Debbie was married for about six years when she discovered her husband had been unfaithful with both men and women. Some months later, she learned that children were also involved. It wasn’t until after their divorce that she learned he’d been convicted as a sex offender – not an easy topic to talk to your child about and definitely not when the sex offender is his father. Here’s Debbie:
[contemplate1] I work in pediatric oncology, so I’m used to working with dying children, touchy subjects, obviously. I know how to talk about that stuff and those were definitely skills that came in handy. What I learned from my job was that you never tell a child something that you have to take back later.
So I made a commitment that I was going to be honest with my son. I might omit things that he wasn’t ready for yet, but I never lied. I would never say something that I had to take back because that eventually comes back to haunt you and your kid doesn’t trust you anymore.
Initially, I told him,
“Your daddy has a lot of problems and it’s not safe for him to be with us.”
I just left it at that. Then I would take his lead and as he would ask questions, I would answer. Every once in a while I would take the lead and say,
“I was thinking about this the other day …..” or maybe with Father’s Day coming up I’d ask him if there was anything he wanted to talk about. Sometimes he’d say yes and we’d talk about something and other times he didn’t have any questions. Typical kid stuff.
As he got older, the questions progressed:
“Why can my dad not see me?”
“What did he do?”
I’m like, ‘oh, crap! Now what do I say?’ So I said,
“This is really an adult thing and I’ll tell you when you’re older, but he did things to people that weren’t OK and it’s not safe.”

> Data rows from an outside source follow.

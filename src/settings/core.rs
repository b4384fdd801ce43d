//! Core Settings struct and implementations.

use super::{ChatSettings, ProductSettings, ReleaseSettings, ToolSettings, TorrentSettings};
use std::path::{Path, PathBuf};

/// Main settings for a build-server run.
///
/// Central configuration, constructed via [`SettingsBuilder`](super::SettingsBuilder)
/// or loaded from the project root with [`Settings::load`](super::Settings::load).
///
/// # Examples
///
/// ```no_run
/// use build_server::settings::SettingsBuilder;
///
/// # fn example() -> build_server::Result<()> {
/// let settings = SettingsBuilder::new()
///     .project_root("/srv/openshot-qt")
///     .build()?;
/// assert!(settings.log_path().ends_with("build/build-server.log"));
/// # Ok(())
/// # }
/// ```
#[derive(Clone, Debug)]
pub struct Settings {
    /// Root of the application checkout.
    project_root: PathBuf,

    /// Product metadata.
    product: ProductSettings,

    /// External tool locations.
    tools: ToolSettings,

    /// Hosted release configuration.
    release: ReleaseSettings,

    /// Chat notification configuration.
    chat: ChatSettings,

    /// Peer-distribution configuration.
    torrent: TorrentSettings,
}

impl Settings {
    pub(super) fn new(
        project_root: PathBuf,
        product: ProductSettings,
        tools: ToolSettings,
        release: ReleaseSettings,
        chat: ChatSettings,
        torrent: TorrentSettings,
    ) -> Self {
        Self {
            project_root,
            product,
            tools,
            release,
            chat,
            torrent,
        }
    }

    /// Returns the project root.
    pub fn project_root(&self) -> &Path {
        &self.project_root
    }

    /// Directory holding frozen output, the artifact, its torrent and the log.
    pub fn build_dir(&self) -> PathBuf {
        self.project_root.join("build")
    }

    /// Path of the run log.
    pub fn log_path(&self) -> PathBuf {
        Self::log_path_in(&self.project_root)
    }

    /// Path of the run log for a checkout at `project_root`.
    ///
    /// Fixed by the root alone, so the log can be opened before
    /// `build-server.toml` is read.
    pub fn log_path_in(project_root: &Path) -> PathBuf {
        project_root.join("build").join("build-server.log")
    }

    /// Resolves a configured path against the project root.
    ///
    /// Absolute paths are returned unchanged.
    pub fn resolve(&self, path: &Path) -> PathBuf {
        if path.is_absolute() {
            path.to_path_buf()
        } else {
            self.project_root.join(path)
        }
    }

    /// Returns the product metadata.
    pub fn product(&self) -> &ProductSettings {
        &self.product
    }

    /// Returns the tool locations.
    pub fn tools(&self) -> &ToolSettings {
        &self.tools
    }

    /// Returns the release host configuration.
    pub fn release(&self) -> &ReleaseSettings {
        &self.release
    }

    /// Returns the chat configuration.
    pub fn chat(&self) -> &ChatSettings {
        &self.chat
    }

    /// Returns the torrent configuration.
    pub fn torrent(&self) -> &TorrentSettings {
        &self.torrent
    }
}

I tried to keep it as simple as possible. I remember one time he said,
“Did he shoot anybody,” and I said,
“No. You know when we go to the doctor and we talk about private parts and we talk about how no one can touch you there other than your mommy and your doctor and someone who’s changing your underwear. Your dad touched people without their permission and that’s not OK. So it made him not safe.”

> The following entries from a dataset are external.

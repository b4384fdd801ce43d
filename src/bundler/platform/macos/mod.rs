//! macOS packaging.

mod dmg;

pub use dmg::MacPackager;
//! Linux packaging.

mod appimage;

pub use appimage::{LinuxPackager, rewrite_desktop_entry};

His first reaction was, “EW!” Then it just went on from there. That’s pretty much the point we’re at now. He doesn’t remember those early conservations. Probably six months ago he asked me again what his father had done and I said,
“He touched people inappropriately and he was very sick. He made poor choices and he didn’t get help when he needed help.”
I really put a lot of responsibility on his dad because I think it’s important for him to know that his dad didn’t try to get better. However, I also stressed that his dad was sick and although it is hard for me, I tell him that his dad loved him. I have to believe that. I have to. He certainly didn’t act like it but I have to believe that at some level, his dad loved him.
These are hard situations to handle – Vivianne left an abusive marriage and tried to shield her children from the harshness of a father who didn’t want to see them. April had to deal with her ex’s drug addiction and how much to tell her children. I think they’ve all done excellent jobs, parenting with the best interests of their children at heart … we all know that we don’t have to tell our children everything about our ex’s, overtime they start to see the issues for themselves.